- **ASSIGNMENT**:
Your answer must be every line below, repeated exactly.

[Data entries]
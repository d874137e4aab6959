use serde::{Deserialize, Serialize};
use std::time::{SystemTime, UNIX_EPOCH};
use uuid::Uuid;

/// Generate a new call ID
pub fn generate_call_id() -> String {
    Uuid::new_v4().to_string()
}

/// Milliseconds since the unix epoch
pub fn unix_millis() -> u64 {
    SystemTime::now()
        .duration_since(UNIX_EPOCH)
        .map(|d| d.as_millis() as u64)
        .unwrap_or_default()
}

/// Media requested for a call
#[derive(Debug, Clone, Copy, Serialize, Deserialize, PartialEq, Eq, Hash)]
#[serde(rename_all = "snake_case")]
pub enum MediaKind {
    Audio,
    Video,
}

/// Which participant a candidate sequence (or a write) belongs to
#[derive(Debug, Clone, Copy, Serialize, Deserialize, PartialEq, Eq, Hash)]
#[serde(rename_all = "snake_case")]
pub enum CallRole {
    Caller,
    Receiver,
}

impl CallRole {
    /// The other side of the call. Candidates under one role are consumed
    /// by the opposite participant.
    pub fn opposite(self) -> CallRole {
        match self {
            CallRole::Caller => CallRole::Receiver,
            CallRole::Receiver => CallRole::Caller,
        }
    }
}

/// Which description slot a negotiation blob targets
#[derive(Debug, Clone, Copy, Serialize, Deserialize, PartialEq, Eq, Hash)]
#[serde(rename_all = "snake_case")]
pub enum SdpKind {
    Offer,
    Answer,
}

/// Call lifecycle status. Terminal states absorb: no transition leaves
/// `Ended` or `Rejected`.
#[derive(Debug, Clone, Copy, Serialize, Deserialize, PartialEq, Eq, Hash)]
#[serde(rename_all = "snake_case")]
pub enum CallStatus {
    Ringing,
    Connected,
    Ended,
    Rejected,
}

impl CallStatus {
    pub fn is_terminal(self) -> bool {
        matches!(self, CallStatus::Ended | CallStatus::Rejected)
    }

    /// Whether `next` is reachable from `self` in one step
    pub fn can_transition_to(self, next: CallStatus) -> bool {
        match (self, next) {
            (CallStatus::Ringing, CallStatus::Connected)
            | (CallStatus::Ringing, CallStatus::Rejected)
            | (CallStatus::Ringing, CallStatus::Ended)
            | (CallStatus::Connected, CallStatus::Ended) => true,
            _ => false,
        }
    }
}

impl std::fmt::Display for CallStatus {
    fn fmt(&self, f: &mut std::fmt::Formatter<'_>) -> std::fmt::Result {
        let label = match self {
            CallStatus::Ringing => "ringing",
            CallStatus::Connected => "connected",
            CallStatus::Ended => "ended",
            CallStatus::Rejected => "rejected",
        };
        f.write_str(label)
    }
}

/// The shared session record both participants poll. Descriptions and
/// candidates are opaque blobs produced by the media stack; only presence
/// and sequence order matter here.
#[derive(Debug, Clone, Serialize, Deserialize)]
pub struct CallSession {
    pub id: String,
    pub caller_id: String,
    pub receiver_id: String,
    pub media_kind: MediaKind,
    pub status: CallStatus,
    #[serde(default)]
    pub offer: Option<String>,
    #[serde(default)]
    pub answer: Option<String>,
    #[serde(default)]
    pub caller_candidates: Vec<String>,
    #[serde(default)]
    pub receiver_candidates: Vec<String>,
    /// Creation time, milliseconds since the unix epoch
    pub created_at: u64,
}

impl CallSession {
    /// Mint a fresh ringing session. Only the caller creates records.
    pub fn new(
        id: impl Into<String>,
        caller_id: impl Into<String>,
        receiver_id: impl Into<String>,
        media_kind: MediaKind,
    ) -> Self {
        Self {
            id: id.into(),
            caller_id: caller_id.into(),
            receiver_id: receiver_id.into(),
            media_kind,
            status: CallStatus::Ringing,
            offer: None,
            answer: None,
            caller_candidates: Vec::new(),
            receiver_candidates: Vec::new(),
            created_at: unix_millis(),
        }
    }

    /// The role `user_id` plays in this call, if any
    pub fn role_of(&self, user_id: &str) -> Option<CallRole> {
        if self.caller_id == user_id {
            Some(CallRole::Caller)
        } else if self.receiver_id == user_id {
            Some(CallRole::Receiver)
        } else {
            None
        }
    }

    pub fn is_participant(&self, user_id: &str) -> bool {
        self.role_of(user_id).is_some()
    }

    pub fn is_terminal(&self) -> bool {
        self.status.is_terminal()
    }

    /// Candidate sequence appended by `role`
    pub fn candidates(&self, role: CallRole) -> &[String] {
        match role {
            CallRole::Caller => &self.caller_candidates,
            CallRole::Receiver => &self.receiver_candidates,
        }
    }

    /// Description blob in the given slot
    pub fn description(&self, kind: SdpKind) -> Option<&str> {
        match kind {
            SdpKind::Offer => self.offer.as_deref(),
            SdpKind::Answer => self.answer.as_deref(),
        }
    }

    /// Milliseconds elapsed since creation, as seen from `now_ms`
    pub fn age_millis(&self, now_ms: u64) -> u64 {
        now_ms.saturating_sub(self.created_at)
    }
}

- **EXERCISE RESULT**:
repository d874137e4aab6959
use serde::{Deserialize, Serialize};
use std::time::{SystemTime, UNIX_EPOCH};
use uuid::Uuid;

/// Generate a new call ID
pub fn generate_call_id() -> String {
    Uuid::new_v4().to_string()
}

/// Milliseconds since the unix epoch
pub fn unix_millis() -> u64 {
    SystemTime::now()
        .duration_since(UNIX_EPOCH)
        .map(|d| d.as_millis() as u64)
        .unwrap_or_default()
}

/// Media requested for a call
#[derive(Debug, Clone, Copy, Serialize, Deserialize, PartialEq, Eq, Hash)]
#[serde(rename_all = "snake_case")]
pub enum MediaKind {
    Audio,
    Video,
}

/// Which participant a candidate sequence (or a write) belongs to
#[derive(Debug, Clone, Copy, Serialize, Deserialize, PartialEq, Eq, Hash)]
#[serde(rename_all = "snake_case")]
pub enum CallRole {
    Caller,
    Receiver,
}

impl CallRole {
    /// The other side of the call. Candidates under one role are consumed
    /// by the opposite participant.
    pub fn opposite(self) -> CallRole {
        match self {
            CallRole::Caller => CallRole::Receiver,
            CallRole::Receiver => CallRole::Caller,
        }
    }
}

/// Which description slot a negotiation blob targets
#[derive(Debug, Clone, Copy, Serialize, Deserialize, PartialEq, Eq, Hash)]
#[serde(rename_all = "snake_case")]
pub enum SdpKind {
    Offer,
    Answer,
}

/// Call lifecycle status. Terminal states absorb: no transition leaves
/// `Ended` or `Rejected`.
#[derive(Debug, Clone, Copy, Serialize, Deserialize, PartialEq, Eq, Hash)]
#[serde(rename_all = "snake_case")]
pub enum CallStatus {
    Ringing,
    Connected,
    Ended,
    Rejected,
}

impl CallStatus {
    pub fn is_terminal(self) -> bool {
        matches!(self, CallStatus::Ended | CallStatus::Rejected)
    }

    /// Whether `next` is reachable from `self` in one step
    pub fn can_transition_to(self, next: CallStatus) -> bool {
        match (self, next) {
            (CallStatus::Ringing, CallStatus::Connected)
            | (CallStatus::Ringing, CallStatus::Rejected)
            | (CallStatus::Ringing, CallStatus::Ended)
            | (CallStatus::Connected, CallStatus::Ended) => true,
            _ => false,
        }
    }
}

impl std::fmt::Display for CallStatus {
    fn fmt(&self, f: &mut std::fmt::Formatter<'_>) -> std::fmt::Result {
        let label = match self {
            CallStatus::Ringing => "ringing",
            CallStatus::Connected => "connected",
            CallStatus::Ended => "ended",
            CallStatus::Rejected => "rejected",
        };
        f.write_str(label)
    }
}

/// The shared session record both participants poll. Descriptions and
/// candidates are opaque blobs produced by the media stack; only presence
/// and sequence order matter here.
#[derive(Debug, Clone, Serialize, Deserialize)]
pub struct CallSession {
    pub id: String,
    pub caller_id: String,
    pub receiver_id: String,
    pub media_kind: MediaKind,
    pub status: CallStatus,
    #[serde(default)]
    pub offer: Option<String>,
    #[serde(default)]
    pub answer: Option<String>,
    #[serde(default)]
    pub caller_candidates: Vec<String>,
    #[serde(default)]
    pub receiver_candidates: Vec<String>,
    /// Creation time, milliseconds since the unix epoch
    pub created_at: u64,
}

impl CallSession {
    /// Mint a fresh ringing session. Only the caller creates records.
    pub fn new(
        id: impl Into<String>,
        caller_id: impl Into<String>,
        receiver_id: impl Into<String>,
        media_kind: MediaKind,
    ) -> Self {
        Self {
            id: id.into(),
            caller_id: caller_id.into(),
            receiver_id: receiver_id.into(),
            media_kind,
            status: CallStatus::Ringing,
            offer: None,
            answer: None,
            caller_candidates: Vec::new(),
            receiver_candidates: Vec::new(),
            created_at: unix_millis(),
        }
    }

    /// The role `user_id` plays in this call, if any
    pub fn role_of(&self, user_id: &str) -> Option<CallRole> {
        if self.caller_id == user_id {
            Some(CallRole::Caller)
        } else if self.receiver_id == user_id {
            Some(CallRole::Receiver)
        } else {
            None
        }
    }

    pub fn is_participant(&self, user_id: &str) -> bool {
        self.role_of(user_id).is_some()
    }

    pub fn is_terminal(&self) -> bool {
        self.status.is_terminal()
    }

    /// Candidate sequence appended by `role`
    pub fn candidates(&self, role: CallRole) -> &[String] {
        match role {
            CallRole::Caller => &self.caller_candidates,
            CallRole::Receiver => &self.receiver_candidates,
        }
    }

    /// Description blob in the given slot
    pub fn description(&self, kind: SdpKind) -> Option<&str> {
        match kind {
            SdpKind::Offer => self.offer.as_deref(),
            SdpKind::Answer => self.answer.as_deref(),
        }
    }

    /// Milliseconds elapsed since creation, as seen from `now_ms`
    pub fn age_millis(&self, now_ms: u64) -> u64 {
        now_ms.saturating_sub(self.created_at)
    }
}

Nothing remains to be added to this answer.